▸ **Exercise directions**: The reply should be an exact transcription of every record.

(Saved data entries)

------------------------------------------------------------

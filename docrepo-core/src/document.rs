//! Core traits for entity representation and serialization.
//!
//! This module provides the [`Entity`] trait that every repository-managed
//! record implements, as well as utilities for converting entities to and
//! from BSON.

use bson::{Bson, Document, de::deserialize_from_bson, ser::serialize_to_bson};
use serde::{Serialize, de::DeserializeOwned};

use crate::{
    error::{DocumentStoreError, DocumentStoreResult},
    key::Key,
};

/// Name of the store-native identifier field.
pub const ID_FIELD: &str = "_id";

/// Core trait that all repository-managed records must implement.
///
/// An entity exposes exactly one identifier. The repository never looks at
/// any other field. Empty-collection handling and field naming are left to
/// serde attributes on the entity itself.
///
/// # Deriving with `#[derive(Entity)]`
///
/// ```ignore
/// use docrepo::prelude::*;
/// use serde::{Serialize, Deserialize};
///
/// #[derive(Debug, Clone, Serialize, Deserialize, Entity)]
/// #[entity(collection = "people")]
/// pub struct User {
///     #[entity(id)]
///     pub user_id: i64,
///     pub name: String,
///     #[serde(default, skip_serializing_if = "Vec::is_empty")]
///     pub tags: Vec<String>,
/// }
/// ```
///
/// # Implementing by hand
///
/// ```ignore
/// impl Entity for User {
///     type Key = i64;
///
///     fn id(&self) -> &i64 { &self.user_id }
///     fn set_id(&mut self, id: i64) { self.user_id = id; }
/// }
/// ```
pub trait Entity: Serialize + DeserializeOwned + Send + Sync + Clone + 'static {
    /// The identifier type.
    type Key: Key;

    /// Returns a reference to this entity's identifier.
    fn id(&self) -> &Self::Key;

    /// Replaces this entity's identifier.
    fn set_id(&mut self, id: Self::Key);

    /// Explicit collection name, taking precedence over the naming convention.
    fn collection_name() -> Option<&'static str> {
        None
    }
}

/// Extension trait providing BSON conversion for entities.
///
/// This trait is automatically implemented for all types that implement [`Entity`].
pub trait EntityExt: Entity {
    /// Converts this entity to a BSON document for storage.
    ///
    /// # Errors
    ///
    /// Returns an error if serialization fails or the entity does not
    /// serialize to a document.
    fn to_bson(&self) -> DocumentStoreResult<Bson>;

    /// Creates an entity from a stored BSON document.
    ///
    /// The store-native `_id` field is ignored.
    fn from_bson(bson: Bson) -> DocumentStoreResult<Self>;

    /// Assigns a generated identifier if the current one is unset.
    ///
    /// Returns `true` if an identifier was assigned.
    fn ensure_id(&mut self) -> DocumentStoreResult<bool>;
}

impl<E: Entity> EntityExt for E {
    fn to_bson(&self) -> DocumentStoreResult<Bson> {
        match serialize_to_bson(self)? {
            doc @ Bson::Document(_) => Ok(doc),
            other => Err(DocumentStoreError::InvalidDocument(format!(
                "expected a document, got {:?}",
                other.element_type()
            ))),
        }
    }

    fn from_bson(bson: Bson) -> DocumentStoreResult<Self> {
        Ok(deserialize_from_bson(strip_id(bson))?)
    }

    fn ensure_id(&mut self) -> DocumentStoreResult<bool> {
        if !self.id().is_unset() {
            return Ok(false);
        }

        self.set_id(E::Key::generate()?);

        Ok(true)
    }
}

/// Removes the store-native identifier from a document, if present.
pub fn strip_id(bson: Bson) -> Bson {
    match bson {
        Bson::Document(doc) => Bson::Document(
            doc.into_iter()
                .filter(|(k, _)| k != ID_FIELD)
                .collect::<Document>(),
        ),
        other => other,
    }
}

#[cfg(test)]
mod tests {
    use super::*;
    use bson::doc;
    use serde::Deserialize;

    #[derive(Debug, Clone, PartialEq, Serialize, Deserialize)]
    struct Note {
        id: i32,
        body: String,
    }

    impl Entity for Note {
        type Key = i32;

        fn id(&self) -> &i32 {
            &self.id
        }

        fn set_id(&mut self, id: i32) {
            self.id = id;
        }
    }

    #[test]
    fn ensure_id_assigns_only_when_unset() {
        let mut fresh = Note { id: 0, body: "a".into() };
        let mut given = Note { id: 42, body: "b".into() };

        assert!(fresh.ensure_id().unwrap());
        assert_ne!(fresh.id, 0);
        assert!(!given.ensure_id().unwrap());
        assert_eq!(given.id, 42);
    }

    #[test]
    fn from_bson_ignores_store_id() {
        let stored = Bson::Document(doc! { "_id": 9, "id": 9, "body": "x" });

        assert_eq!(
            Note::from_bson(stored).unwrap(),
            Note { id: 9, body: "x".into() }
        );
    }
}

------------------------------------------------------------

▸ **Exercise solution**:
filename docrepo-core/src/document.rs
//! Core traits for entity representation and serialization.
//!
//! This module provides the [`Entity`] trait that every repository-managed
//! record implements, as well as utilities for converting entities to and
//! from BSON.

use bson::{Bson, Document, de::deserialize_from_bson, ser::serialize_to_bson};
use serde::{Serialize, de::DeserializeOwned};

use crate::{
    error::{DocumentStoreError, DocumentStoreResult},
    key::Key,
};

/// Name of the store-native identifier field.
pub const ID_FIELD: &str = "_id";

/// Core trait that all repository-managed records must implement.
///
/// An entity exposes exactly one identifier. The repository never looks at
/// any other field. Empty-collection handling and field naming are left to
/// serde attributes on the entity itself.
///
/// # Deriving with `#[derive(Entity)]`
///
/// ```ignore
/// use docrepo::prelude::*;
/// use serde::{Serialize, Deserialize};
///
/// #[derive(Debug, Clone, Serialize, Deserialize, Entity)]
/// #[entity(collection = "people")]
/// pub struct User {
///     #[entity(id)]
///     pub user_id: i64,
///     pub name: String,
///     #[serde(default, skip_serializing_if = "Vec::is_empty")]
///     pub tags: Vec<String>,
/// }
/// ```
///
/// # Implementing by hand
///
/// ```ignore
/// impl Entity for User {
///     type Key = i64;
///
///     fn id(&self) -> &i64 { &self.user_id }
///     fn set_id(&mut self, id: i64) { self.user_id = id; }
/// }
/// ```
pub trait Entity: Serialize + DeserializeOwned + Send + Sync + Clone + 'static {
    /// The identifier type.
    type Key: Key;

    /// Returns a reference to this entity's identifier.
    fn id(&self) -> &Self::Key;

    /// Replaces this entity's identifier.
    fn set_id(&mut self, id: Self::Key);

    /// Explicit collection name, taking precedence over the naming convention.
    fn collection_name() -> Option<&'static str> {
        None
    }
}

/// Extension trait providing BSON conversion for entities.
///
/// This trait is automatically implemented for all types that implement [`Entity`].
pub trait EntityExt: Entity {
    /// Converts this entity to a BSON document for storage.
    ///
    /// # Errors
    ///
    /// Returns an error if serialization fails or the entity does not
    /// serialize to a document.
    fn to_bson(&self) -> DocumentStoreResult<Bson>;

    /// Creates an entity from a stored BSON document.
    ///
    /// The store-native `_id` field is ignored.
    fn from_bson(bson: Bson) -> DocumentStoreResult<Self>;

    /// Assigns a generated identifier if the current one is unset.
    ///
    /// Returns `true` if an identifier was assigned.
    fn ensure_id(&mut self) -> DocumentStoreResult<bool>;
}

impl<E: Entity> EntityExt for E {
    fn to_bson(&self) -> DocumentStoreResult<Bson> {
        match serialize_to_bson(self)? {
            doc @ Bson::Document(_) => Ok(doc),
            other => Err(DocumentStoreError::InvalidDocument(format!(
                "expected a document, got {:?}",
                other.element_type()
            ))),
        }
    }

    fn from_bson(bson: Bson) -> DocumentStoreResult<Self> {
        Ok(deserialize_from_bson(strip_id(bson))?)
    }

    fn ensure_id(&mut self) -> DocumentStoreResult<bool> {
        if !self.id().is_unset() {
            return Ok(false);
        }

        self.set_id(E::Key::generate()?);

        Ok(true)
    }
}

/// Removes the store-native identifier from a document, if present.
pub fn strip_id(bson: Bson) -> Bson {
    match bson {
        Bson::Document(doc) => Bson::Document(
            doc.into_iter()
                .filter(|(k, _)| k != ID_FIELD)
                .collect::<Document>(),
        ),
        other => other,
    }
}

#[cfg(test)]
mod tests {
    use super::*;
    use bson::doc;
    use serde::Deserialize;

    #[derive(Debug, Clone, PartialEq, Serialize, Deserialize)]
    struct Note {
        id: i32,
        body: String,
    }

    impl Entity for Note {
        type Key = i32;

        fn id(&self) -> &i32 {
            &self.id
        }

        fn set_id(&mut self, id: i32) {
            self.id = id;
        }
    }

    #[test]
    fn ensure_id_assigns_only_when_unset() {
        let mut fresh = Note { id: 0, body: "a".into() };
        let mut given = Note { id: 42, body: "b".into() };

        assert!(fresh.ensure_id().unwrap());
        assert_ne!(fresh.id, 0);
        assert!(!given.ensure_id().unwrap());
        assert_eq!(given.id, 42);
    }

    #[test]
    fn from_bson_ignores_store_id() {
        let stored = Bson::Document(doc! { "_id": 9, "id": 9, "body": "x" });

        assert_eq!(
            Note::from_bson(stored).unwrap(),
            Note { id: 9, body: "x".into() }
        );
    }
}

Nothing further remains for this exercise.